--- Data supplied Enclosed Below ---
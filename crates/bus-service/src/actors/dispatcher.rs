//! `EventDispatcher` - ordered fan-out of bus events to listeners.
//!
//! A single router actor owns one unbounded channel carrying events,
//! registrations and unregistrations. Because all three travel through the
//! same channel, every listener observes events in the order they were
//! enqueued, and a listener registered after an event was enqueued never
//! sees it.
//!
//! The router never calls listener code. It forwards each event to the
//! per-listener [`ListenerActor`] queues, so producers and the router never
//! wait on a slow callback.

use super::delivery::{ListenerActor, ListenerActorHandle};
use super::messages::{BusEvent, DispatcherMessage, ListenerId, Subscriber};
use super::metrics::{ActorType, EngineMetrics, MailboxMonitor};
use crate::errors::BusError;

use parking_lot::Mutex;
use std::collections::{BTreeMap, HashMap};
use std::sync::atomic::{AtomicU64, Ordering};
use std::sync::Arc;
use std::time::Duration;
use tokio::sync::{mpsc, oneshot};
use tokio::task::JoinHandle;
use tokio_util::sync::CancellationToken;
use tracing::{debug, info, instrument, warn};

/// Time allowed for listener tasks to exit after cancellation.
const LISTENER_SHUTDOWN_TIMEOUT: Duration = Duration::from_secs(1);

/// Handle to the dispatcher router.
///
/// Cheap to clone; every component of an attachment holds one.
#[derive(Clone)]
pub struct EventDispatcher {
    sender: mpsc::UnboundedSender<DispatcherMessage>,
    cancel_token: CancellationToken,
    /// Per-listener tokens, cancelled synchronously on unregister.
    tokens: Arc<Mutex<HashMap<ListenerId, CancellationToken>>>,
    next_id: Arc<AtomicU64>,
    mailbox: Arc<MailboxMonitor>,
}

impl EventDispatcher {
    /// Spawn the router actor.
    ///
    /// Returns a handle and the task join handle.
    pub fn spawn(
        cancel_token: CancellationToken,
        metrics: Arc<EngineMetrics>,
    ) -> (EventDispatcher, JoinHandle<()>) {
        let (sender, receiver) = mpsc::unbounded_channel();
        let mailbox = Arc::new(MailboxMonitor::new(ActorType::Dispatcher, "router"));

        let actor = DispatcherActor {
            receiver,
            cancel_token: cancel_token.clone(),
            listeners: BTreeMap::new(),
            metrics,
            mailbox: Arc::clone(&mailbox),
        };

        let task_handle = tokio::spawn(actor.run());

        let handle = EventDispatcher {
            sender,
            cancel_token,
            tokens: Arc::new(Mutex::new(HashMap::new())),
            next_id: Arc::new(AtomicU64::new(1)),
            mailbox,
        };

        (handle, task_handle)
    }

    /// Register a listener. It receives every matching event enqueued after
    /// this call returns.
    pub fn register(&self, subscriber: Subscriber) -> Result<ListenerId, BusError> {
        if self.cancel_token.is_cancelled() {
            return Err(BusError::TornDown);
        }

        let id = ListenerId(self.next_id.fetch_add(1, Ordering::Relaxed));
        let cancel_token = self.cancel_token.child_token();
        let role = subscriber.role();

        let mut tokens = self.tokens.lock();
        self.send(DispatcherMessage::Register {
            id,
            subscriber,
            cancel_token: cancel_token.clone(),
        })?;
        tokens.insert(id, cancel_token);
        drop(tokens);

        debug!(
            target: "bus.actor.dispatcher",
            listener_id = %id,
            role,
            "Listener registered"
        );
        Ok(id)
    }

    /// Unregister a listener.
    ///
    /// After this returns the listener receives no event enqueued later.
    /// An in-flight callback may still complete.
    pub fn unregister(&self, id: ListenerId) -> Result<(), BusError> {
        let token = self
            .tokens
            .lock()
            .remove(&id)
            .ok_or_else(|| BusError::NotFound(id.to_string()))?;
        token.cancel();

        // Router may already be gone during teardown; the token is what matters
        let _ = self.send(DispatcherMessage::Unregister { id });

        debug!(
            target: "bus.actor.dispatcher",
            listener_id = %id,
            "Listener unregistered"
        );
        Ok(())
    }

    /// Enqueue an event. Fire-and-continue: never blocks on listeners.
    pub fn enqueue(&self, event: BusEvent) {
        let kind = event.kind();
        if self.send(DispatcherMessage::Event(event)).is_err() {
            debug!(
                target: "bus.actor.dispatcher",
                kind,
                "Dispatcher stopped, event dropped"
            );
        }
    }

    /// Wait until every event enqueued before this call has been handled by
    /// every listener registered at that point.
    pub async fn flush(&self) -> Result<(), BusError> {
        let (tx, rx) = oneshot::channel();
        self.send(DispatcherMessage::Flush { respond_to: tx })?;
        rx.await
            .map_err(|e| BusError::Internal(format!("response receive failed: {e}")))
    }

    /// Number of currently registered listeners.
    #[must_use]
    pub fn listener_count(&self) -> usize {
        self.tokens.lock().len()
    }

    /// Whether `id` is currently registered.
    #[must_use]
    pub fn is_registered(&self, id: ListenerId) -> bool {
        self.tokens.lock().contains_key(&id)
    }

    /// Stop the router and every delivery actor.
    pub fn cancel(&self) {
        self.cancel_token.cancel();
    }

    #[must_use]
    pub fn is_cancelled(&self) -> bool {
        self.cancel_token.is_cancelled()
    }

    fn send(&self, message: DispatcherMessage) -> Result<(), BusError> {
        self.mailbox.record_enqueue();
        self.sender.send(message).map_err(|_| {
            self.mailbox.record_dequeue();
            BusError::TornDown
        })
    }
}

/// Delivery actor owned by the router.
struct ManagedListener {
    handle: ListenerActorHandle,
    task_handle: JoinHandle<()>,
    subscriber: Subscriber,
}

/// The router actor.
struct DispatcherActor {
    receiver: mpsc::UnboundedReceiver<DispatcherMessage>,
    cancel_token: CancellationToken,
    listeners: BTreeMap<ListenerId, ManagedListener>,
    metrics: Arc<EngineMetrics>,
    mailbox: Arc<MailboxMonitor>,
}

impl DispatcherActor {
    #[instrument(skip_all, name = "bus.actor.dispatcher")]
    async fn run(mut self) {
        info!(target: "bus.actor.dispatcher", "EventDispatcher started");

        loop {
            self.check_listener_health().await;

            tokio::select! {
                () = self.cancel_token.cancelled() => {
                    info!(
                        target: "bus.actor.dispatcher",
                        "EventDispatcher received cancellation signal"
                    );
                    self.graceful_shutdown().await;
                    break;
                }

                msg = self.receiver.recv() => {
                    match msg {
                        Some(message) => {
                            self.handle_message(message);
                            self.mailbox.record_dequeue();
                        }
                        None => {
                            info!(
                                target: "bus.actor.dispatcher",
                                "EventDispatcher channel closed, exiting"
                            );
                            break;
                        }
                    }
                }
            }
        }

        info!(
            target: "bus.actor.dispatcher",
            listeners_remaining = self.listeners.len(),
            messages_processed = self.mailbox.messages_processed(),
            "EventDispatcher stopped"
        );
    }

    fn handle_message(&mut self, message: DispatcherMessage) {
        match message {
            DispatcherMessage::Event(event) => {
                for managed in self.listeners.values() {
                    if managed.subscriber.wants(&event) {
                        managed.handle.deliver(event.clone());
                    }
                }
            }

            DispatcherMessage::Register {
                id,
                subscriber,
                cancel_token,
            } => {
                if cancel_token.is_cancelled() {
                    // Unregistered before the router saw the registration
                    return;
                }
                let (handle, task_handle) = ListenerActor::spawn(
                    id,
                    subscriber.clone(),
                    cancel_token,
                    Arc::clone(&self.metrics),
                );
                self.listeners.insert(
                    id,
                    ManagedListener {
                        handle,
                        task_handle,
                        subscriber,
                    },
                );
            }

            DispatcherMessage::Unregister { id } => {
                if let Some(managed) = self.listeners.remove(&id) {
                    managed.handle.cancel();
                }
            }

            DispatcherMessage::Flush { respond_to } => {
                let pending: Vec<_> = self
                    .listeners
                    .values()
                    .filter_map(|managed| managed.handle.flush())
                    .collect();
                tokio::spawn(async move {
                    for rx in pending {
                        // A listener stopped mid-flush has nothing left to deliver
                        let _ = rx.await;
                    }
                    let _ = respond_to.send(());
                });
            }
        }
    }

    /// Drop delivery actors whose task ended, recording panics.
    async fn check_listener_health(&mut self) {
        let finished: Vec<ListenerId> = self
            .listeners
            .iter()
            .filter(|(_, managed)| managed.task_handle.is_finished())
            .map(|(id, _)| *id)
            .collect();

        for id in finished {
            if let Some(managed) = self.listeners.remove(&id) {
                match managed.task_handle.await {
                    Ok(()) => {
                        debug!(
                            target: "bus.actor.dispatcher",
                            listener_id = %id,
                            "Listener actor exited"
                        );
                    }
                    Err(join_error) if join_error.is_panic() => {
                        self.metrics.record_panic(ActorType::Listener);
                        warn!(
                            target: "bus.actor.dispatcher",
                            listener_id = %id,
                            role = managed.subscriber.role(),
                            "Listener callback panicked, listener dropped"
                        );
                    }
                    Err(join_error) => {
                        warn!(
                            target: "bus.actor.dispatcher",
                            listener_id = %id,
                            error = %join_error,
                            "Listener actor cancelled"
                        );
                    }
                }
            }
        }
    }

    async fn graceful_shutdown(&mut self) {
        let listeners = std::mem::take(&mut self.listeners);
        for managed in listeners.values() {
            managed.handle.cancel();
        }
        for (id, managed) in listeners {
            if tokio::time::timeout(LISTENER_SHUTDOWN_TIMEOUT, managed.task_handle)
                .await
                .is_err()
            {
                warn!(
                    target: "bus.actor.dispatcher",
                    listener_id = %id,
                    "Listener actor did not stop in time"
                );
            }
        }
    }
}
//! Rendezvous Bus Service Library
//!
//! Session negotiation and advertised-name resolution for a local bus
//! attachment:
//!
//! - Tracking advertised well-known names per transport
//! - Session ports with accept policies
//! - Join negotiation with bounded policy and transport timeouts
//! - Session membership with point-to-point and multipoint semantics
//! - Ordered, per-listener event delivery
//!
//! # Architecture
//!
//! ```text
//! BusAttachment (one per local peer)
//! ├── NameTable            sharded name -> transports/owner
//! ├── SessionPortRegistry  port -> accept policy
//! ├── SessionNegotiator    one state machine per pending join
//! ├── SessionRegistry      session id -> SessionActor
//! │   └── SessionActor     owns one session's membership
//! └── EventDispatcher      router actor
//!     └── ListenerActor    one per registered listener
//! ```
//!
//! # Key Design Decisions
//!
//! - **No global lock**: names serialize per shard, ports behind one short
//!   critical section, sessions per actor mailbox
//! - **Sessions appear only when established**: the registry is touched after
//!   transport setup succeeds
//! - **Fire-and-continue events**: producers never wait on listeners
//! - **Bounded teardown**: every step has a deadline and nothing waits on a peer
//!
//! # Modules
//!
//! - [`attachment`] - Owner of everything below, plus teardown
//! - [`actors`] - Event dispatcher, listener delivery and session actors
//! - [`negotiator`] - Join state machine
//! - [`introspection`] - Interface descriptions and their XML
//! - [`config`] - Service configuration from environment
//! - [`errors`] - Error types

pub mod actors;
pub mod attachment;
pub mod config;
pub mod errors;
pub mod introspection;
pub mod listeners;
pub mod name_table;
pub mod negotiator;
pub mod observability;
pub mod ports;
pub mod session_ops;
pub mod sessions;
pub mod transport;

pub use attachment::{AttachmentStatus, BusAttachment, TeardownReport};
pub use errors::BusError;
pub use negotiator::{JoinOutcome, JoinRequest, JoinState, RejectReason};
--- End of Enclosed Data supplied ---
=== Activity ===
Restate, word for word, the listing above from its first line through the line that contains "travel through the", keeping both of those lines.

=== Written answer ===
filename crates/bus-service/src/actors/dispatcher.rs
//! `EventDispatcher` - ordered fan-out of bus events to listeners.
//!
//! A single router actor owns one unbounded channel carrying events,
//! registrations and unregistrations. Because all three travel through the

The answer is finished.